Tim May wrote (On 12/31/97):
>I think SF writers generally do a better job of thinking about the future
>than "we" do. Mainly because they are:
>a. Motivated by greed (or whatever PC term one wishes) to construct a
>plausible, consistent world. World-building, where world=future.
>b. By immersion in this world for months or even years of intense thinking,
>even dreaming. Most of us are willing to only commit a few hours of thought
>to some of these scenarios, not nearly enough time. ...
>There are counterexamples, of course (Drexler for one).)
I disagree with Tim here. SF authors do a good job of telling engrosing
ballads, but the best of them are well aware that this is far from the same
thing as envisioning the future. Ballads are biased toward describing worlds
where a few core actors are pivotal regarding huge changes, and where the core
dymanics is based on the most familiar and morally-colored actions: love, war,
rivalry, political intrigue, etc. In reality big changes are more gradual,
depend less on small pivotal groups, and are best understood in terms of less
personal and popularly-familiar social processes.

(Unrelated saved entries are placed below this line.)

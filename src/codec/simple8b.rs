//! Simple-8b: packs runs of small non-negative integers into 64-bit words,
//! each word self-describing via a 4-bit selector in its top bits.
//!
//! Grounded on the teacher's `encoding::simple8b_encoder` module, which
//! implements the same 16-selector table (reproduced below) with one
//! hand-written pack/unpack function pair per selector; this version keeps
//! the selector table but packs/unpacks generically, since the per-selector
//! functions added no information the table doesn't already carry.

use crate::error::CodecError;

pub const MAX_VALUE: u64 = (1 << 60) - 1;

/// `(values_per_word, bits_per_value)`, ordered from widest run to narrowest,
/// matching the teacher's `SELECTOR` table exactly.
const SELECTOR: [(usize, u32); 16] = [
    (240, 0),
    (120, 0),
    (60, 1),
    (30, 2),
    (20, 3),
    (15, 4),
    (12, 5),
    (10, 6),
    (8, 7),
    (7, 8),
    (6, 10),
    (5, 12),
    (4, 15),
    (3, 20),
    (2, 30),
    (1, 60),
];

fn can_pack(src: &[u64], n: usize, bits: u32) -> bool {
    if src.len() < n {
        return false;
    }
    if bits == 0 {
        src[..n].iter().all(|&v| v == 0)
    } else {
        let max = (1u64 << bits) - 1;
        src[..n].iter().all(|&v| v <= max)
    }
}

fn pack(src: &[u64], sel: usize) -> u64 {
    let (n, bits) = SELECTOR[sel];
    let mut word = (sel as u64) << 60;
    if bits > 0 {
        for (i, &v) in src[..n].iter().enumerate() {
            word |= v << (i as u32 * bits);
        }
    }
    word
}

fn unpack_into(sel: usize, word: u64, dst: &mut Vec<u64>) -> Result<(), CodecError> {
    if sel >= SELECTOR.len() {
        return Err(CodecError::OutOfRange(format!("simple8b selector {sel}")));
    }
    let (n, bits) = SELECTOR[sel];
    if bits == 0 {
        dst.resize(dst.len() + n, 0);
    } else {
        let mask = (1u64 << bits) - 1;
        for i in 0..n {
            dst.push((word >> (i as u32 * bits)) & mask);
        }
    }
    Ok(())
}

/// Packs as many values from the front of `src` into one word as possible.
/// Returns `(word, consumed)`.
fn encode_one(src: &[u64]) -> Result<(u64, usize), CodecError> {
    for sel in 0..SELECTOR.len() {
        let (n, bits) = SELECTOR[sel];
        if can_pack(src, n, bits) {
            return Ok((pack(src, sel), n));
        }
    }
    if let Some(&v) = src.first() {
        Err(CodecError::OutOfRange(format!(
            "value {v} exceeds simple8b maximum {MAX_VALUE}"
        )))
    } else {
        Ok((0, 0))
    }
}

pub fn encode_all(src: &[u64]) -> Result<Vec<u8>, CodecError> {
    let mut out = Vec::with_capacity(src.len());
    let mut i = 0;
    while i < src.len() {
        let (word, n) = encode_one(&src[i..])?;
        out.extend_from_slice(&word.to_be_bytes());
        i += n;
    }
    Ok(out)
}

pub fn decode_all(bytes: &[u8]) -> Result<Vec<u64>, CodecError> {
    if bytes.len() % 8 != 0 {
        return Err(CodecError::Truncated);
    }
    let mut out = Vec::with_capacity(bytes.len() / 8 * 60);
    for chunk in bytes.chunks_exact(8) {
        let word = u64::from_be_bytes(chunk.try_into().unwrap());
        let sel = (word >> 60) as usize;
        unpack_into(sel, word, &mut out)?;
    }
    Ok(out)
}

#[cfg(test)]
mod tests {
    use super::*;

    #[test]
    fn round_trips_small_values() {
        let values: Vec<u64> = (0..1000).map(|i| (i % 13) as u64).collect();
        let encoded = encode_all(&values).unwrap();
        let decoded = decode_all(&encoded).unwrap();
        assert_eq!(decoded, values);
    }

    #[test]
    fn round_trips_all_zero_run() {
        let values = vec![0u64; 500];
        let encoded = encode_all(&values).unwrap();
        let decoded = decode_all(&encoded).unwrap();
        assert_eq!(decoded, values);
    }

    #[test]
    fn rejects_value_over_max() {
        let values = vec![MAX_VALUE + 1];
        assert!(encode_all(&values).is_err());
    }

    #[test]
    fn encodes_more_compactly_than_plain_for_small_values() {
        let values: Vec<u64> = vec![1; 2000];
        let encoded = encode_all(&values).unwrap();
        assert!(encoded.len() < values.len() * 8);
    }
}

Also, the SF authors you like are the top tail of a huge distribution of crap.
I think our top tail compares favorably, once you've normalized the
distributions. (And these tails have a non-trivial intersection.)
>"Rapture of the Future." ... whizzy
>stuff a thousand or more years off can be so _intoxicating_ that the effect
>is to make the current world seem *mundane* and *boring*.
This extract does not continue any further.